Solving a Kaggle ML classification problem using XGBoost

A hands on approach on solving a supervised anomaly detection problem !

Solving a Kaggle ML classification problem using XGBoost

This post is about my first ever participation in a kaggle competition. The competition was organized by the Machine Learning techers of the MSc course I’m currently doing. To be honest, I had no idea about how to get through this kind of competition, but since it was a mandatory assignment and I had to do it, me and my colleague really spent a lot of time trying to get the best possible score.
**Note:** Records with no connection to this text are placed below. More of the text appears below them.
use std::sync::Arc;

use serde::Serialize;

use crate::catalog::BingoMonster;
use crate::game::WeaponTypeBonus;

/// One square of the bingo board
#[derive(Debug, Clone, PartialEq, Eq)]
pub struct BingoCell {
    pub monster: Arc<BingoMonster>,
    pub weapon_bonus: WeaponTypeBonus,
    pub is_complete: bool,
}

impl BingoCell {
    pub fn new(monster: Arc<BingoMonster>, weapon_bonus: WeaponTypeBonus) -> Self {
        Self {
            monster,
            weapon_bonus,
            is_complete: false,
        }
    }

    /// Mark complete if `quest_id` satisfies this cell's objective.
    /// Already-complete cells stay complete.
    pub fn apply_quest(&mut self, quest_id: u32) -> bool {
        if self.monster.is_satisfied_by(quest_id) {
            self.is_complete = true;
            true
        } else {
            false
        }
    }

    pub fn snapshot(&self) -> CellSnapshot {
        CellSnapshot {
            objective: self.monster.name.clone(),
            weapon_bonus: self.weapon_bonus,
            is_complete: self.is_complete,
        }
    }
}

/// Render-ready copy of a cell
#[derive(Debug, Clone, PartialEq, Eq, Serialize)]
pub struct CellSnapshot {
    pub objective: String,
    pub weapon_bonus: WeaponTypeBonus,
    pub is_complete: bool,
}
//! Monster objective catalogs.
//!
//! The catalog itself is static data owned by the host application. This
//! module defines the seam the board generator consumes (`CatalogProvider`)
//! and a JSON-backed implementation (`StaticCatalog`).

mod monster;
mod provider;

pub use monster::BingoMonster;
pub use provider::{CatalogProvider, CatalogTier, StaticCatalog};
All the details about the classification problem can be found in kaggle, and the whole implementation of the model can be found in this public repo.

Disclaimer:
This post is not intended to show a rigurous and very formal approach of the problem solving, actually is intended to do the complete opposite. I will try to show how me and my colleague tackled the problem when knowing almost nothing in machine learning and how we obtained a score higher than 99%. For a more formal-ish approach of the work you can take a look at the report we wrote.

Summary

Below, there is a summary of the whole pipeline. On the next blocks, we will dive deeply in all the modules shown.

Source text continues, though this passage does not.